Catherine Murphy’s oil-on-canvas Clasped (2013), the most unsettling work in this exhibition of nine paintings and five drawings, is a close-up view of (presumably) a seated woman dressed entirely in black. The focus is her two gloved hands folded on her leather purse. Her face is far outside the frame. In the shadows and the creases of her gloves, black becomes blacker, offset by touches of color incorporated into the tight brushwork. We are given so little of this woman, yet Murphy, in making us watch her so intently, compromises her privacy. Are we viewing our subject in transit, perhaps on her way to a funeral? In a waiting room? What of the woman’s unseen gaze? Is she watching us back, and if she is, what does she see? Murphy makes us keenly aware of the matter of viewing, forcing upon us its intimacy and its potential for self-revelation.
“One can always watch,” wrote Rilke. Over a five-decade career, Murphy has observed the mundane details of her surroundings, showing us how even the homeliest item can be profound. The diptych Shift (2016) portrays two circles of pie dough, one rolled out on a counter and the other resting in a pie dish, while the painting Cherry Pie (2014) shows a finished dessert, though a chunk of its top crust has been removed, exposing the cherries gleaming within. While the former work alludes to the labor of making, the latter suggests its potential undoing.
Sometimes Murphy seems to delight in visual sleight of hand, as in two pieces that complemented each other in the show: Painting Drawing Painting (2017), a large, mainly grisaille painting that depicts a graphite drawing, pinned to a wall, of a deer in a landscape; and Flat Space (2016), a graphite drawing of a studio table littered with rough sketches and a small painting that, by dint of being drawn in graphite, becomes a grisaille. What, Murphy seems to ask, is color anyway? What of the false dichotomies of painting and drawing, inside and out, surface and depth?

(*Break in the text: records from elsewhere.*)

use std::collections::BTreeMap;
use std::path::PathBuf;

use crate::domain::{AppError, RawRunOutput};

/// A fully built subprocess call.
#[derive(Debug, Clone, PartialEq, Eq)]
pub struct Invocation {
    pub program: String,
    pub args: Vec<String>,
    pub working_directory: PathBuf,
    /// Added to the inherited environment; these values win on collision.
    pub envs: BTreeMap<String, String>,
}

impl Invocation {
    /// Human-readable command line for logs.
    pub fn display_command(&self) -> String {
        std::iter::once(self.program.as_str())
            .chain(self.args.iter().map(String::as_str))
            .collect::<Vec<_>>()
            .join(" ")
    }
}

/// Runs a subprocess to completion.
pub trait ProcessRunner {
    /// Blocks until the process exits. `Err` only when the process could not
    /// be started at all; a non-zero exit is still `Ok`.
    fn run(&self, invocation: &Invocation) -> Result<RawRunOutput, AppError>;
}
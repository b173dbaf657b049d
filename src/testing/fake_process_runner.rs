use std::sync::{Arc, Mutex};

use crate::domain::{AppError, RawRunOutput};
use crate::ports::{Invocation, ProcessRunner};

/// Scripted process runner that records every invocation.
#[derive(Clone)]
pub struct FakeProcessRunner {
    response: Result<RawRunOutput, String>,
    invocations: Arc<Mutex<Vec<Invocation>>>,
}

#[allow(dead_code)]
impl FakeProcessRunner {
    pub fn returning<S: Into<String>>(exit_code: i32, output: S) -> Self {
        Self {
            response: Ok(RawRunOutput::new(exit_code, output)),
            invocations: Arc::new(Mutex::new(Vec::new())),
        }
    }

    /// Behave like a binary that cannot be spawned.
    pub fn unstartable<S: Into<String>>(details: S) -> Self {
        Self { response: Err(details.into()), invocations: Arc::new(Mutex::new(Vec::new())) }
    }

    pub fn invocations(&self) -> Vec<Invocation> {
        self.invocations.lock().unwrap().clone()
    }

    pub fn last_invocation(&self) -> Option<Invocation> {
        self.invocations.lock().unwrap().last().cloned()
    }
}

impl ProcessRunner for FakeProcessRunner {
    fn run(&self, invocation: &Invocation) -> Result<RawRunOutput, AppError> {
        self.invocations.lock().unwrap().push(invocation.clone());
        match &self.response {
            Ok(output) => Ok(output.clone()),
            Err(details) => Err(AppError::ToolStart {
                tool: invocation.program.clone(),
                details: details.clone(),
            }),
        }
    }
}
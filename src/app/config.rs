//! Runner configuration: defaults, TOML file, environment, CLI flags.

use std::fs;
use std::path::{Path, PathBuf};

use serde::Deserialize;

use crate::domain::AppError;

pub const DATA_DIR_ENV: &str = "RUNNER_DATADIR";
pub const K6_BINARY_ENV: &str = "RUNNER_K6_BINARY";
pub const DEFAULT_K6_BINARY: &str = "k6";

/// Resolved configuration handed to the runner at construction.
#[derive(Debug, Clone, PartialEq, Eq)]
pub struct RunnerConfig {
    /// Staging root for inline content and repository checkouts.
    pub data_dir: PathBuf,
    /// Program name or path of the k6 executable.
    pub k6_binary: String,
}

impl RunnerConfig {
    pub fn new<P: Into<PathBuf>>(data_dir: P) -> Self {
        Self { data_dir: data_dir.into(), k6_binary: DEFAULT_K6_BINARY.to_string() }
    }

    pub fn with_k6_binary<S: Into<String>>(mut self, k6_binary: S) -> Self {
        self.k6_binary = k6_binary.into();
        self
    }
}

/// One partial configuration layer.
#[derive(Debug, Clone, Default, PartialEq, Eq)]
pub struct ConfigLayer {
    pub data_dir: Option<PathBuf>,
    pub k6_binary: Option<String>,
}

impl ConfigLayer {
    /// Values set in `other` replace values in `self`.
    fn overlay(self, other: ConfigLayer) -> ConfigLayer {
        ConfigLayer {
            data_dir: other.data_dir.or(self.data_dir),
            k6_binary: other.k6_binary.or(self.k6_binary),
        }
    }

    /// Layer read from `RUNNER_DATADIR` / `RUNNER_K6_BINARY`; empty values are ignored.
    pub fn from_env() -> ConfigLayer {
        let var = |key: &str| std::env::var(key).ok().filter(|v| !v.trim().is_empty());
        ConfigLayer {
            data_dir: var(DATA_DIR_ENV).map(PathBuf::from),
            k6_binary: var(K6_BINARY_ENV),
        }
    }
}

#[derive(Debug, Deserialize)]
#[serde(deny_unknown_fields)]
struct RunnerConfigDto {
    runner: Option<RunnerSectionDto>,
}

#[derive(Debug, Deserialize)]
#[serde(deny_unknown_fields)]
struct RunnerSectionDto {
    data_dir: Option<PathBuf>,
    k6_binary: Option<String>,
}

/// Parse the `[runner]` table of a TOML config file.
pub fn parse_config_content(content: &str) -> Result<ConfigLayer, AppError> {
    let dto: RunnerConfigDto = toml::from_str(content)?;
    Ok(dto
        .runner
        .map(|r| ConfigLayer { data_dir: r.data_dir, k6_binary: r.k6_binary })
        .unwrap_or_default())
}

/// Merge layers (file < env < flags) and require a data directory.
pub fn resolve_config(
    file: ConfigLayer,
    env: ConfigLayer,
    flags: ConfigLayer,
) -> Result<RunnerConfig, AppError> {
    let merged = file.overlay(env).overlay(flags);
    let data_dir = merged.data_dir.ok_or_else(|| {
        AppError::config_error(format!(
            "No data directory configured. Set {} or pass --data-dir.",
            DATA_DIR_ENV
        ))
    })?;

    Ok(RunnerConfig {
        data_dir,
        k6_binary: merged.k6_binary.unwrap_or_else(|| DEFAULT_K6_BINARY.to_string()),
    })
}

/// Load configuration from an optional TOML file, the process environment and flags.
pub fn load_config(
    config_file: Option<&Path>,
    flags: ConfigLayer,
) -> Result<RunnerConfig, AppError> {
    let file = match config_file {
        Some(path) => {
            let content = fs::read_to_string(path).map_err(|e| {
                AppError::config_error(format!("Failed to read config {}: {}", path.display(), e))
            })?;
            parse_config_content(&content)?
        }
        None => ConfigLayer::default(),
    };

    resolve_config(file, ConfigLayer::from_env(), flags)
}
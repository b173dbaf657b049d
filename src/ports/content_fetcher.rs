use std::path::{Path, PathBuf};

use crate::domain::{AppError, Repository};

/// Materializes test content on local storage.
pub trait ContentFetcher {
    /// Write inline script text into the staging area of `data_dir` and return
    /// the staged file path.
    fn stage_inline(&self, text: &str, data_dir: &Path) -> Result<PathBuf, AppError>;

    /// Check out `repository` into a fresh directory under `data_dir` and
    /// return the checkout root (not narrowed to `repository.path`).
    fn fetch_repository(
        &self,
        repository: &Repository,
        data_dir: &Path,
    ) -> Result<PathBuf, AppError>;
}
use std::fs;
use std::path::{Path, PathBuf};

use git2::build::RepoBuilder;
use url::Url;

use crate::domain::{AppError, Repository};
use crate::ports::ContentFetcher;

/// File name inline scripts are staged under.
pub const STAGED_CONTENT_FILE: &str = "test-content";
/// Directory repositories are cloned into.
pub const CHECKOUT_DIR: &str = "repo";

const ALLOWED_SCHEMES: &[&str] = &["https", "http", "ssh", "git", "file"];

/// Stages inline content as a plain file and clones repositories with libgit2.
#[derive(Debug, Clone, Default)]
pub struct FilesystemContentFetcher;

impl FilesystemContentFetcher {
    pub fn new() -> Self {
        Self
    }
}

impl ContentFetcher for FilesystemContentFetcher {
    fn stage_inline(&self, text: &str, data_dir: &Path) -> Result<PathBuf, AppError> {
        let path = data_dir.join(STAGED_CONTENT_FILE);
        fs::write(&path, text)?;
        tracing::debug!(path = %path.display(), bytes = text.len(), "staged inline content");
        Ok(path)
    }

    fn fetch_repository(
        &self,
        repository: &Repository,
        data_dir: &Path,
    ) -> Result<PathBuf, AppError> {
        validate_repository(repository)?;

        let checkout = data_dir.join(CHECKOUT_DIR);
        if checkout.exists() {
            fs::remove_dir_all(&checkout)?;
        }

        tracing::info!(
            uri = %repository.uri,
            branch = %repository.branch,
            dest = %checkout.display(),
            "cloning repository"
        );
        RepoBuilder::new()
            .branch(&repository.branch)
            .clone(&repository.uri, &checkout)
            .map_err(|e| {
                AppError::git(format!("clone {}@{}", repository.uri, repository.branch), e)
            })?;

        Ok(checkout)
    }
}

/// Reject descriptors libgit2 would choke on with an opaque message.
///
/// URIs that do not parse as URLs (local paths, scp-like `git@host:org/repo`)
/// are passed through to libgit2 unchanged.
fn validate_repository(repository: &Repository) -> Result<(), AppError> {
    let invalid = |reason: &str| AppError::InvalidRepository {
        uri: repository.uri.clone(),
        reason: reason.to_string(),
    };

    if repository.uri.trim().is_empty() {
        return Err(invalid("uri is empty"));
    }
    if repository.branch.trim().is_empty() {
        return Err(invalid("branch is empty"));
    }
    if let Ok(url) = Url::parse(&repository.uri)
        && url.scheme().len() > 1
        && !ALLOWED_SCHEMES.contains(&url.scheme())
    {
        return Err(invalid(&format!("unsupported scheme '{}'", url.scheme())));
    }
    Ok(())
}
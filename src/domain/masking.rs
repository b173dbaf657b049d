//! Masks secret environment values in captured output.

use std::collections::BTreeMap;

use super::execution::ExecutionResult;

const MASK: &str = "********";

/// Secret values to hide from any text retained after a run.
#[derive(Debug, Clone, Default)]
pub struct SecretMask {
    values: Vec<String>,
}

impl SecretMask {
    pub fn from_envs(secret_envs: &BTreeMap<String, String>) -> Self {
        let mut values: Vec<String> =
            secret_envs.values().filter(|v| !v.is_empty()).cloned().collect();
        // Longest first so a secret containing another is masked whole.
        values.sort_by(|a, b| b.len().cmp(&a.len()).then_with(|| a.cmp(b)));
        values.dedup();
        Self { values }
    }

    pub fn is_empty(&self) -> bool {
        self.values.is_empty()
    }

    pub fn apply(&self, text: &str) -> String {
        self.values.iter().fold(text.to_string(), |acc, secret| acc.replace(secret.as_str(), MASK))
    }

    /// Mask the retained text of an assembled result: output, error message
    /// and step names. Durations are left as parsed.
    pub fn mask_result(&self, mut result: ExecutionResult) -> ExecutionResult {
        if self.is_empty() {
            return result;
        }
        result.output = self.apply(&result.output);
        result.error_message = result.error_message.map(|m| self.apply(&m));
        for step in &mut result.steps {
            step.name = self.apply(&step.name);
        }
        result
    }
}
//! Content resolution: request content descriptor to working directory + script.

use std::fs;
use std::path::{Component, Path, PathBuf};

use crate::domain::{AppError, Repository, ResolvedTarget, TestContent};
use crate::ports::ContentFetcher;

/// Resolves test content under a fixed data directory.
pub struct ContentResolver<F: ContentFetcher> {
    fetcher: F,
    data_dir: PathBuf,
}

impl<F: ContentFetcher> ContentResolver<F> {
    pub fn new<P: Into<PathBuf>>(fetcher: F, data_dir: P) -> Self {
        Self { fetcher, data_dir: data_dir.into() }
    }

    pub fn data_dir(&self) -> &Path {
        &self.data_dir
    }

    /// Resolve `content` to a target.
    ///
    /// Directory content never resolves the script itself; the script name is
    /// the trailing request argument and is checked when the command is built.
    pub fn resolve(&self, content: &TestContent) -> Result<ResolvedTarget, AppError> {
        if !self.data_dir.is_dir() {
            return Err(AppError::DataDirMissing(self.data_dir.clone()));
        }

        match content {
            TestContent::Inline { text } => self.resolve_inline(text),
            TestContent::GitDirectory { repository } => self.resolve_directory(repository),
        }
    }

    fn resolve_inline(&self, text: &str) -> Result<ResolvedTarget, AppError> {
        let staged = self.fetcher.stage_inline(text, &self.data_dir)?;

        let not_found =
            |details: String| AppError::ContentNotFound { path: staged.clone(), details };
        let metadata = fs::metadata(&staged).map_err(|e| not_found(e.to_string()))?;
        if !metadata.is_file() {
            return Err(not_found("not a regular file".to_string()));
        }
        let script = fs::canonicalize(&staged).map_err(|e| not_found(e.to_string()))?;

        let working_directory =
            script.parent().map(Path::to_path_buf).unwrap_or_else(|| self.data_dir.clone());
        Ok(ResolvedTarget { working_directory, script_argument: Some(script) })
    }

    fn resolve_directory(&self, repository: &Repository) -> Result<ResolvedTarget, AppError> {
        let sub_path = match repository.path.as_deref().map(str::trim) {
            Some(p) if !p.is_empty() => Some(checked_sub_path(repository, p)?),
            _ => None,
        };

        let checkout = self.fetcher.fetch_repository(repository, &self.data_dir)?;
        let working_directory = match sub_path {
            Some(p) => checkout.join(p),
            None => checkout,
        };

        if !working_directory.is_dir() {
            return Err(AppError::ContentNotFound {
                path: working_directory,
                details: "repository path is not a directory".to_string(),
            });
        }

        Ok(ResolvedTarget { working_directory, script_argument: None })
    }
}

/// A repository sub-path must stay inside the checkout.
fn checked_sub_path<'a>(repository: &Repository, path: &'a str) -> Result<&'a Path, AppError> {
    let sub_path = Path::new(path);
    let escapes = sub_path
        .components()
        .any(|c| matches!(c, Component::ParentDir | Component::RootDir | Component::Prefix(_)));
    if escapes {
        return Err(AppError::InvalidRepository {
            uri: repository.uri.clone(),
            reason: format!("path '{}' escapes the repository checkout", path),
        });
    }
    Ok(sub_path)
}
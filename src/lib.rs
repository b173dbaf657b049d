//! k6-runner: run k6 load-test scripts and turn their output into structured results.

pub mod adapters;
pub mod app;
pub mod domain;
pub mod ports;

#[cfg(test)]
pub(crate) mod testing;

use std::io::Read;
use std::path::Path;

pub use app::{ConfigLayer, K6Runner, RunnerConfig, load_config};
pub use domain::{
    AppError, ExecutionRequest, ExecutionResult, ExecutionStatus, Repository, StepResult,
    StepStatus, TestContent,
};

/// Run one execution request against the real k6 binary.
///
/// Always returns a result; failures are reported through
/// [`ExecutionResult::status`] and [`ExecutionResult::error_message`].
pub fn run(request: &ExecutionRequest, config: RunnerConfig) -> ExecutionResult {
    K6Runner::from_config(config).run(request)
}

// =============================================================================
// Request I/O
// =============================================================================

/// Read an execution request as JSON from a file, or from stdin when `path`
/// is `None` or `-`.
pub fn read_request(path: Option<&Path>) -> Result<ExecutionRequest, AppError> {
    let content = match path {
        Some(p) if p != Path::new("-") => std::fs::read_to_string(p).map_err(|e| {
            AppError::config_error(format!("Failed to read request {}: {}", p.display(), e))
        })?,
        _ => {
            let mut buf = String::new();
            std::io::stdin().read_to_string(&mut buf)?;
            buf
        }
    };
    parse_request(&content)
}

/// Parse an execution request from JSON.
pub fn parse_request(content: &str) -> Result<ExecutionRequest, AppError> {
    Ok(serde_json::from_str(content)?)
}

/// Serialize a result as pretty JSON.
pub fn render_result(result: &ExecutionResult) -> Result<String, AppError> {
    Ok(serde_json::to_string_pretty(result)?)
}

In Becalmed (2017), a vermilion-colored inner tube with long blades of grass poking through it appears stranded at the edge of a river or pond. The tube’s surface subtly reflects other tufts of grass nearby, while the water mirrors green treetops and a sapphire sky. Murphy has stealthily collapsed a vast space into a single plane. Despite the vivid palette, a melancholy prevails in this scene, which—given the abandoned toy, the handful of tiny golden leaves floating on the water—feels like late summer. In the aptly named Floribunda (2015), a pile of broken crockery with a rose design sits atop a rose-patterned tablecloth. We slowly disaggregate the two represented gardens, a pleasurable enough activity, then find ourselves reckoning with the implications of the scene—its absent human players whose activities have left traces of both accident and intent. Murphy suggests the material world’s many instabilities even as she seduces us with that world’s concreteness.
Murphy’s drawings are meant to stand alongside her paintings as a production of equal stature and labor. The particular selection on view here narrated life in the studio, portraying details like an absurdly long extension cord lying coiled on the floor; a work shirt draped over a chair back; a stretch of smudged and scratched white lath wall with a butterfly graffito. This last image, seen in the nearly three-foot-square Studio Wall (2014), was particularly affecting. A network of deliberate and serendipitous marks, the solid wall seems to flutter, waver, and disappear.